It’s time, during this week, to talk about mental health: Monday began with the World Day to Fight Depression and will end next Monday with the Blue Mondaywhich since 2005 we consider the saddest day of the year if we look at scales such as the hours of light, bad weather, the failure of the resolutions for a 2025 that seems as unapproachable as it is lost and the past expenses of which, suddenly , the bills arrive.
Depression, however, is not limited to temporary sadness nor is it cured with a good conversation and the right attitude. Among the hodgepodge of news, some false and others falsified, that are transmitted about the old melancholy, that black bile that devoured the body, there will be talk about the importance of asking for help (from whom?), about early detection (how ?) and the importance of going to therapy (where?). The three questions mean an important step in raising awareness of the diseasebut the questions that follow them resonate in the air without answers.

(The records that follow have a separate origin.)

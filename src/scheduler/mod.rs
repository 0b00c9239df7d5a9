//! Cron registrations that trigger dispatcher runs.

mod cron;

pub use cron::{describe_cron_expr, CronError, CronSpec};

use crate::clock;
use crate::dispatcher::{DispatchError, Dispatcher, RunOrigin, RunSummary};
use crate::logs::{self, LogKind, LogStatus, LogStore};
use crate::metrics;
use crate::persistence::PersistenceHandle;
use crate::progress::ProgressStore;
use crate::task::{RunStatus, Task, TaskStore};
use chrono::Local;
use futures::future::join_all;
use serde::Serialize;
use std::collections::HashMap;
use std::sync::{Arc, PoisonError, RwLock};
use std::time::Duration;
use thiserror::Error;
use tokio::task::JoinHandle;
use tokio_util::sync::CancellationToken;
use tracing::{debug, error, info, warn};

#[derive(Debug, Error)]
pub enum ScheduleError {
    #[error("task not found: {0}")]
    NotFound(String),
    #[error("task '{0}' has no cron expression")]
    NoCronExpr(String),
    #[error("task '{0}' is not scheduled")]
    NotScheduled(String),
    #[error(transparent)]
    Cron(#[from] CronError),
}

#[derive(Debug, Clone, Copy, PartialEq, Eq, Serialize)]
#[serde(rename_all = "lowercase")]
pub enum ScheduleStatus {
    Idle,
    Scheduled,
    Running,
    Error,
}

#[derive(Debug, Clone, PartialEq, Serialize)]
#[serde(rename_all = "camelCase")]
pub struct TaskScheduleInfo {
    pub task_id: String,
    pub is_scheduled: bool,
    pub cron_expr: String,
    pub next_run_time: String,
    pub cron_description: String,
    pub status: ScheduleStatus,
    pub last_run_time: String,
    pub last_run_status: String,
    pub last_run_result: String,
}

struct ScheduleEntry {
    cron_expr: String,
    cancel: CancellationToken,
    handle: JoinHandle<()>,
}

/// Owns one trigger loop per scheduled task. Registering a task again
/// replaces its previous loop.
pub struct TaskScheduler {
    tasks: Arc<TaskStore>,
    progress: Arc<ProgressStore>,
    logs: Arc<LogStore>,
    dispatcher: Arc<Dispatcher>,
    persistence: Option<PersistenceHandle>,
    entries: RwLock<HashMap<String, ScheduleEntry>>,
    shutdown_token: CancellationToken,
}

impl TaskScheduler {
    pub fn new(
        tasks: Arc<TaskStore>,
        progress: Arc<ProgressStore>,
        logs: Arc<LogStore>,
        dispatcher: Arc<Dispatcher>,
        persistence: Option<PersistenceHandle>,
        shutdown_token: CancellationToken,
    ) -> Self {
        Self {
            tasks,
            progress,
            logs,
            dispatcher,
            persistence,
            entries: RwLock::new(HashMap::new()),
            shutdown_token,
        }
    }

    /// Registers the task's current cron expression, replacing any earlier
    /// registration.
    pub fn schedule(self: &Arc<Self>, task_id: &str) -> Result<(), ScheduleError> {
        self.register(task_id)?;
        self.persist();
        Ok(())
    }

    fn register(self: &Arc<Self>, task_id: &str) -> Result<(), ScheduleError> {
        let task = self
            .tasks
            .get(task_id)
            .ok_or_else(|| ScheduleError::NotFound(task_id.to_string()))?;
        let expr = task
            .cron_expr
            .as_deref()
            .map(str::trim)
            .filter(|s| !s.is_empty())
            .ok_or_else(|| ScheduleError::NoCronExpr(task.name.clone()))?;
        let spec = CronSpec::parse(expr)?;

        let cancel = self.shutdown_token.child_token();
        let scheduler = Arc::clone(self);
        let loop_id = task.id.clone();
        let loop_cancel = cancel.clone();
        let loop_spec = spec.clone();
        let handle = tokio::spawn(async move {
            scheduler.trigger_loop(loop_id, loop_spec, loop_cancel).await;
        });

        let previous = {
            let mut entries = self.entries.write().unwrap_or_else(PoisonError::into_inner);
            let previous = entries.insert(
                task.id.clone(),
                ScheduleEntry {
                    cron_expr: spec.expr().to_string(),
                    cancel,
                    handle,
                },
            );
            metrics::set_scheduled_tasks(entries.len());
            previous
        };
        if let Some(previous) = previous {
            previous.cancel.cancel();
            debug!("Replaced schedule of task {}", task.id);
        }
        info!(
            "Scheduled task {} with '{}' ({})",
            task.id,
            spec.expr(),
            spec.describe()
        );
        Ok(())
    }

    pub fn unschedule(&self, task_id: &str) -> Result<(), ScheduleError> {
        let removed = {
            let mut entries = self.entries.write().unwrap_or_else(PoisonError::into_inner);
            let removed = entries.remove(task_id);
            metrics::set_scheduled_tasks(entries.len());
            removed
        };
        match removed {
            Some(entry) => {
                entry.cancel.cancel();
                info!("Unscheduled task {}", task_id);
                self.persist();
                Ok(())
            }
            None => Err(ScheduleError::NotScheduled(task_id.to_string())),
        }
    }

    pub fn is_scheduled(&self, task_id: &str) -> bool {
        let entries = self.entries.read().unwrap_or_else(PoisonError::into_inner);
        entries.contains_key(task_id)
    }

    pub fn scheduled_task_ids(&self) -> Vec<String> {
        let entries = self.entries.read().unwrap_or_else(PoisonError::into_inner);
        let mut ids: Vec<String> = entries.keys().cloned().collect();
        ids.sort();
        ids
    }

    /// Expression a task is currently registered with.
    pub fn registered_expr(&self, task_id: &str) -> Option<String> {
        let entries = self.entries.read().unwrap_or_else(PoisonError::into_inner);
        entries.get(task_id).map(|e| e.cron_expr.clone())
    }

    pub fn schedule_info(&self, task_id: &str) -> TaskScheduleInfo {
        let mut info = TaskScheduleInfo {
            task_id: task_id.to_string(),
            is_scheduled: false,
            cron_expr: String::new(),
            next_run_time: String::new(),
            cron_description: String::new(),
            status: ScheduleStatus::Idle,
            last_run_time: String::new(),
            last_run_status: String::new(),
            last_run_result: String::new(),
        };

        let Some(task) = self.tasks.get(task_id) else {
            info.status = ScheduleStatus::Error;
            return info;
        };
        info.cron_expr = task.cron_expr.clone().unwrap_or_default();
        info.last_run_time = task.last_run_time.clone().unwrap_or_default();
        info.last_run_status = task
            .last_run_status
            .map(|s| s.as_str().to_string())
            .unwrap_or_default();
        info.last_run_result = task.last_run_result.clone().unwrap_or_default();

        if task.is_running || self.progress.is_running(task_id) {
            info.status = ScheduleStatus::Running;
            return info;
        }
        if info.cron_expr.is_empty() {
            return info;
        }

        info.cron_description = describe_cron_expr(&info.cron_expr);
        if self.is_scheduled(task_id) {
            info.is_scheduled = true;
            info.status = ScheduleStatus::Scheduled;
            match CronSpec::parse(&info.cron_expr).and_then(|spec| spec.next_run_display()) {
                Ok(next) => info.next_run_time = next,
                Err(e) => {
                    info.status = ScheduleStatus::Error;
                    info.next_run_time = format!("failed to compute next run: {}", e);
                }
            }
        }
        info
    }

    /// Re-registers persisted task ids in the background. Ids whose task is
    /// gone or has no valid cron expression are skipped. The handle yields
    /// how many schedules were restored.
    pub fn restore(self: &Arc<Self>, task_ids: Vec<String>) -> JoinHandle<usize> {
        let scheduler = Arc::clone(self);
        tokio::spawn(async move {
            let mut restored = 0;
            for task_id in &task_ids {
                match scheduler.register(task_id) {
                    Ok(()) => restored += 1,
                    Err(e) => warn!("Not restoring schedule of task {}: {}", task_id, e),
                }
            }
            if restored != task_ids.len() {
                scheduler.persist();
            }
            info!("Restored {} of {} scheduled tasks", restored, task_ids.len());
            restored
        })
    }

    /// Cancels every trigger loop and waits for them to exit. Runs already in
    /// flight are left to the dispatcher.
    pub async fn shutdown(&self) {
        let drained: Vec<(String, ScheduleEntry)> = {
            let mut entries = self.entries.write().unwrap_or_else(PoisonError::into_inner);
            let drained = entries.drain().collect();
            metrics::set_scheduled_tasks(0);
            drained
        };
        for (_, entry) in &drained {
            entry.cancel.cancel();
        }
        let (task_ids, handles): (Vec<String>, Vec<JoinHandle<()>>) = drained
            .into_iter()
            .map(|(task_id, entry)| (task_id, entry.handle))
            .unzip();
        for (task_id, result) in task_ids.iter().zip(join_all(handles).await) {
            if let Err(e) = result {
                error!("Trigger loop of task {} ended abnormally: {}", task_id, e);
            }
        }
        info!("Task scheduler stopped");
    }

    /// Fires one scheduled run now. Returns `None` when the trigger was
    /// dropped because the task is missing or still running.
    pub fn trigger(self: &Arc<Self>, task_id: &str) -> Option<JoinHandle<()>> {
        let Some(task) = self.tasks.get(task_id) else {
            warn!("Scheduled task {} no longer exists", task_id);
            metrics::record_schedule_trigger("failed");
            return None;
        };

        if task.is_running {
            debug!("Skipping scheduled run of task {}: still running", task_id);
            self.record_skipped(&task);
            return None;
        }

        let run = match self.dispatcher.start(task_id, RunOrigin::Scheduled) {
            Ok(run) => run,
            Err(DispatchError::AlreadyRunning(_)) => {
                debug!("Skipping scheduled run of task {}: run started meanwhile", task_id);
                self.record_skipped(&task);
                return None;
            }
            Err(e) => {
                warn!("Scheduled run of task {} failed to start: {}", task_id, e);
                self.tasks.record_last_run(
                    task_id,
                    clock::display_now(),
                    RunStatus::Failed,
                    e.to_string(),
                );
                metrics::record_schedule_trigger("failed");
                return None;
            }
        };
        metrics::record_schedule_trigger("started");
        self.tasks.record_last_run(
            task_id,
            clock::display_now(),
            RunStatus::Running,
            "Scheduled run in progress...".to_string(),
        );

        let scheduler = Arc::clone(self);
        let task_id = task_id.to_string();
        Some(tokio::spawn(async move {
            match run.await {
                Ok(summary) => scheduler.record_scheduled_result(&task_id, &summary),
                Err(e) => {
                    error!("Scheduled run of task {} panicked: {}", task_id, e);
                    scheduler.tasks.record_last_run(
                        &task_id,
                        clock::display_now(),
                        RunStatus::Failed,
                        format!("run aborted: {}", e),
                    );
                }
            }
            if let Some(persistence) = &scheduler.persistence {
                persistence.save_tasks();
            }
        }))
    }

    fn record_skipped(&self, task: &Task) {
        self.logs.append(
            &task.id,
            logs::new_entry(
                &task.id,
                LogKind::Schedule,
                LogStatus::Skipped,
                format!(
                    "Scheduled run of task '{}' skipped: previous run still in progress",
                    task.name
                ),
            ),
        );
        metrics::record_schedule_trigger("skipped");
    }

    fn record_scheduled_result(&self, task_id: &str, summary: &RunSummary) {
        let (status, result) = scheduled_result(summary);
        self.tasks
            .record_last_run(task_id, clock::display_now(), status, result);
    }

    async fn trigger_loop(self: Arc<Self>, task_id: String, spec: CronSpec, cancel: CancellationToken) {
        loop {
            let now = Local::now();
            let next = match spec.next_after(&now) {
                Ok(next) => next,
                Err(e) => {
                    error!("Stopping trigger loop of task {}: {}", task_id, e);
                    break;
                }
            };
            let wait = (next - now).to_std().unwrap_or(Duration::ZERO);
            debug!("Task {} next fires at {} (in {:?})", task_id, next, wait);

            tokio::select! {
                _ = tokio::time::sleep(wait) => {
                    self.trigger(&task_id);
                }
                _ = cancel.cancelled() => {
                    debug!("Trigger loop of task {} cancelled", task_id);
                    break;
                }
            }
        }
    }

    fn persist(&self) {
        if let Some(persistence) = &self.persistence {
            persistence.save_schedules(self.scheduled_task_ids());
        }
    }
}

/// Last-run status and result for a finished scheduled run.
pub fn scheduled_result(summary: &RunSummary) -> (RunStatus, String) {
    if summary.success_count > 0 {
        (
            RunStatus::Success,
            format!(
                "Succeeded {} times, failed {} times",
                summary.success_count,
                summary.total_attempts - summary.success_count
            ),
        )
    } else {
        (
            RunStatus::Failed,
            format!("All {} requests failed", summary.total_attempts),
        )
    }
}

I didn’t think I would live to hear arguments that questioned and lacerated universal public healthcare. With enormous naivety I believed that An era of information would convince us of the importance of supporting access to health with immovable pilasters.regardless of one’s economic situation, but given the predictions of mental illness in Spain, the defense of those values should become a fight.
I wish we could take advantage of the inertia of those who suspect the greedy purposes of pharmaceutical companies so that this energy could become the ultimate protection of the public, but unfortunately they fall into other interests.
Meanwhile, sick people and caregivers make a pilgrimage, wait, endure, survive if they can. This week it’s time to share a handful of clichés about (what was it?) depression. Wouldn’t you play something else now?